Yo quisiera expresar el hechizo perverso, la subyugadora sugestión irradiante de un rostro femenino aprestigiado por la media máscara que sólo deja al descubierto un frío mentón, una boca escarlata y unos ojos verdes, de esmeralda líquida que refractan la luz en facetas movedizas. En la invisibilidad del rostro, las líneas del cuerpo parecen vivir más intensamente, tornarse más expresivas y deliciosas.
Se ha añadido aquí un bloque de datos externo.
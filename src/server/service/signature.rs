//! Ed25519 verification of inbound webhook requests.
//!
//! Discord signs `timestamp || body` with the application's private key and sends the
//! hex encoded signature and the timestamp as headers. Verification must run over the
//! raw request bytes exactly as received.

use axum::http::HeaderMap;
use ed25519_dalek::{Signature, Verifier, VerifyingKey, PUBLIC_KEY_LENGTH};

use crate::server::error::signature::SignatureError;

pub const SIGNATURE_HEADER: &str = "x-signature-ed25519";
pub const TIMESTAMP_HEADER: &str = "x-signature-timestamp";

/// Verifies request signatures against the application's public key.
pub struct SignatureVerifier {
    /// `None` when the configured key could not be parsed, every request is rejected.
    public_key: Option<VerifyingKey>,
}

impl SignatureVerifier {
    /// Parses a hex encoded 32 byte Ed25519 public key.
    ///
    /// # Returns
    /// - `Ok(SignatureVerifier)` - Key parsed and usable
    /// - `Err(SignatureError::InvalidPublicKey)` - Key is not hex, has the wrong length,
    ///   or is not a valid curve point
    pub fn from_hex(public_key: &str) -> Result<Self, SignatureError> {
        let bytes = hex::decode(public_key.trim())
            .map_err(|e| SignatureError::InvalidPublicKey(e.to_string()))?;

        let bytes: [u8; PUBLIC_KEY_LENGTH] = bytes.as_slice().try_into().map_err(|_| {
            SignatureError::InvalidPublicKey(format!(
                "expected {} bytes, got {}",
                PUBLIC_KEY_LENGTH,
                bytes.len()
            ))
        })?;

        let public_key = VerifyingKey::from_bytes(&bytes)
            .map_err(|e| SignatureError::InvalidPublicKey(e.to_string()))?;

        Ok(Self {
            public_key: Some(public_key),
        })
    }

    /// A verifier that fails every request, used when the configured key is unusable.
    pub fn reject_all() -> Self {
        Self { public_key: None }
    }

    /// Verifies `signature` over `timestamp` followed by the raw `body`.
    pub fn verify(&self, signature: &str, timestamp: &str, body: &[u8]) -> Result<(), SignatureError> {
        let Some(public_key) = self.public_key.as_ref() else {
            return Err(SignatureError::InvalidPublicKey(
                "no usable public key configured".to_string(),
            ));
        };

        let signature = hex::decode(signature).map_err(|_| SignatureError::MalformedSignature)?;
        let signature =
            Signature::from_slice(&signature).map_err(|_| SignatureError::MalformedSignature)?;

        let mut message = Vec::with_capacity(timestamp.len() + body.len());
        message.extend_from_slice(timestamp.as_bytes());
        message.extend_from_slice(body);

        public_key
            .verify(&message, &signature)
            .map_err(|_| SignatureError::VerificationFailed)
    }

    /// Pulls the signature headers out of a request and verifies them against `body`.
    pub fn verify_headers(&self, headers: &HeaderMap, body: &[u8]) -> Result<(), SignatureError> {
        let signature = header_str(headers, SIGNATURE_HEADER)?;
        let timestamp = header_str(headers, TIMESTAMP_HEADER)?;

        self.verify(signature, timestamp, body)
    }
}

fn header_str<'h>(headers: &'h HeaderMap, name: &'static str) -> Result<&'h str, SignatureError> {
    headers
        .get(name)
        .and_then(|value| value.to_str().ok())
        .ok_or(SignatureError::MissingHeader(name))
}
use serde::{Deserialize, Serialize};

/// `CHAT_INPUT` application command type.
pub const CHAT_INPUT_COMMAND_TYPE: u8 = 1;

/// `INTEGER` application command option type.
pub const INTEGER_OPTION_TYPE: u8 = 4;

/// Slash command descriptor published to Discord's command registry.
#[derive(Debug, Clone, PartialEq, Eq, Serialize, Deserialize)]
pub struct CommandSpec {
    pub name: String,
    pub description: String,
    #[serde(rename = "type")]
    pub kind: u8,
    #[serde(default, skip_serializing_if = "Vec::is_empty")]
    pub options: Vec<CommandOptionSpec>,
}

#[derive(Debug, Clone, PartialEq, Eq, Serialize, Deserialize)]
pub struct CommandOptionSpec {
    #[serde(rename = "type")]
    pub kind: u8,
    pub name: String,
    pub description: String,
    #[serde(default)]
    pub required: bool,
    /// Lower bound Discord enforces client-side for integer options.
    #[serde(default, skip_serializing_if = "Option::is_none")]
    pub min_value: Option<i64>,
    #[serde(default, skip_serializing_if = "Option::is_none")]
    pub max_value: Option<i64>,
}
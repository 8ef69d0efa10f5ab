//! Service layer for business logic and orchestration.
//!
//! Services sit between the controllers and the data layer and own the webhook's
//! behaviour:
//!
//! - **Signature** (`signature`) - Ed25519 verification of inbound webhook requests
//! - **Interaction** (`interaction/`) - Dispatch of verified interactions and the
//!   `/bump` and `/invite` command handlers
//! - **Registrar** (`registrar`) - Startup publication of the slash command schema
//! - **Discord** (`discord`) - Outbound Discord REST calls behind the `DiscordApi` trait
//! - **Server** (`server`) - Listing store behind the `ServerRecordStore` trait and the
//!   read-only listing feed
//!
//! The two traits are the seams where tests substitute in-memory fakes; production
//! wires Serenity and SeaORM implementations into `AppState`.

pub mod discord;
pub mod interaction;
pub mod registrar;
pub mod server;
pub mod signature;
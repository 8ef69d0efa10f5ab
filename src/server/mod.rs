//! Server-side webhook backend and business logic.
//!
//! This module contains the complete backend of the listing directory's Discord
//! integration: the Interactions webhook, the slash command handlers, startup command
//! registration and a read-only listing feed. The backend uses Axum as the web
//! framework, SeaORM for database operations, and Serenity for Discord REST calls.
//!
//! # Architecture
//!
//! - **Controller Layer** (`controller/`) - HTTP request handlers and DTO conversion
//! - **Service Layer** (`service/`) - Signature verification, interaction dispatch,
//!   command handlers and registration
//! - **Data Layer** (`data/`) - Database operations and entity-to-domain model conversion
//! - **Model Layer** (`model/`) - Domain models
//! - **Error Layer** (`error/`) - Application error types and HTTP response mapping
//!
//! # Infrastructure
//!
//! - **Configuration** (`config`) - Environment-based application configuration
//! - **State** (`state`) - Shared application state (DB, verifier, store, Discord client)
//! - **Startup** (`startup`) - Tracing, database, Discord client and CORS setup
//! - **Router** (`router`) - Axum route configuration
//!
//! # Request Flow
//!
//! A webhook request flows through these layers:
//!
//! 1. **Router** receives the POST and hands the raw body to the interaction controller
//! 2. **Controller** verifies the signature, then parses the interaction
//! 3. **Service** dispatches by interaction type and command name
//! 4. **Handlers** call the listing store or Discord and return a `CommandReply`
//! 5. **Controller** serializes the interaction response

pub mod config;
pub mod controller;
pub mod data;
pub mod error;
pub mod model;
pub mod router;
pub mod service;
pub mod startup;
pub mod state;

#[cfg(test)]
pub mod test;
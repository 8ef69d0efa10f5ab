pub mod prelude;

pub mod server;
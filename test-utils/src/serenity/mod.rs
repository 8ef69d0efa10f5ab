//! Test factories for creating Serenity API objects.
//!
//! These factories create valid Serenity structs by deserializing JSON, simulating
//! what Discord's REST API would return.
//!
//! # Usage
//!
//! ```rust,ignore
//! use test_utils::serenity::channel::create_test_channel;
//!
//! let text = create_test_channel(111111111, 123456789, "general", 0);
//! let voice = create_test_channel(222222222, 123456789, "Lounge", 2);
//! ```

pub mod channel;
use chrono::{DateTime, Utc};
use sea_orm::{
    sea_query::Expr, ColumnTrait, DatabaseConnection, DbErr, EntityTrait, PaginatorTrait,
    QueryFilter, QueryOrder,
};

use crate::server::model::server::ServerRecord;

pub struct ServerRepository<'a> {
    db: &'a DatabaseConnection,
}

impl<'a> ServerRepository<'a> {
    pub fn new(db: &'a DatabaseConnection) -> Self {
        Self { db }
    }

    /// Finds a listing by its Discord guild ID
    ///
    /// # Arguments
    /// - `id`: Discord guild ID as stored in the listing table
    ///
    /// # Returns
    /// - `Ok(Some(ServerRecord))`: Listing found
    /// - `Ok(None)`: Guild has not been registered on the website
    /// - `Err(DbErr)`: Database error during query
    pub async fn find_by_id(&self, id: &str) -> Result<Option<ServerRecord>, DbErr> {
        let server = entity::prelude::Server::find_by_id(id.to_string())
            .one(self.db)
            .await?;

        Ok(server.map(ServerRecord::from_entity))
    }

    /// Sets `updated_at` on a single listing, leaving every other column untouched
    ///
    /// Issued as one `UPDATE ... WHERE id = ?` so concurrent bumps resolve as
    /// last-write-wins without a read-modify-write cycle.
    ///
    /// # Returns
    /// - `Ok(true)`: The listing existed and was touched
    /// - `Ok(false)`: No listing with this id
    /// - `Err(DbErr)`: Database error during update
    pub async fn touch_updated_at(&self, id: &str, at: DateTime<Utc>) -> Result<bool, DbErr> {
        let result = entity::prelude::Server::update_many()
            .col_expr(entity::server::Column::UpdatedAt, Expr::value(at))
            .filter(entity::server::Column::Id.eq(id))
            .exec(self.db)
            .await?;

        Ok(result.rows_affected > 0)
    }

    /// Gets a page of verified listings, most recently bumped first
    ///
    /// # Returns
    /// - `Ok((servers, total))`: The requested page and the total number of verified listings
    /// - `Err(DbErr)`: Database error during query
    pub async fn get_verified_paginated(
        &self,
        page: u64,
        per_page: u64,
    ) -> Result<(Vec<ServerRecord>, u64), DbErr> {
        let paginator = entity::prelude::Server::find()
            .filter(entity::server::Column::Verified.eq(true))
            .order_by_desc(entity::server::Column::UpdatedAt)
            .order_by_asc(entity::server::Column::Id)
            .paginate(self.db, per_page);

        let total = paginator.num_items().await?;
        let servers = paginator
            .fetch_page(page)
            .await?
            .into_iter()
            .map(ServerRecord::from_entity)
            .collect();

        Ok((servers, total))
    }
}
Y la boca y el mentón, únicamente descubiertos, aparecen como elementos denominadores y centrales de la fisonomía.
Pero la máscara os hace soñar no solo con el enigma de unas facciones, sino con los misterios indescifrables de la existencia moral y afectiva. Entre los dos semblantes de la dama-esfinge, el verdadero y el ficticio, no existe afinidad alguna, lo cual acrece el diabólico encanto y la vertiginosa atracción que fluyen de aquellos ojos fúlgidos como lámparas de tabernáculo. Estos en vano prueban a hermanar su expresión con la de la máscara horrenda. Y uno no puede menos de pensar en el delicioso suplicio de esos ojos, esa boca y ese mentón condenados a hacer contraste con la horrible carantoña. Aquí un divino fulgor; allí una expresión átona e idiota, acá los pétalos rojos de una boca hecha para el beso; allá la crispatura de una mueca bestial.

Puede que la máscara os hable, y que os parezca reconocer su voz. La curiosidad se irritará en vosotros hasta un grado inimaginable, y daríais un tesoro por ahondar en el misterio de ese extraño ser mixto; mezcla de dominio y cinocéfalo, que se yergue ante vosotros como una interrogación.

¿Qué pluma ágil y penetrante, la de un Ventura García Calderón o un Gómez Carrillo, nos dará algún día la psicología de la máscara?.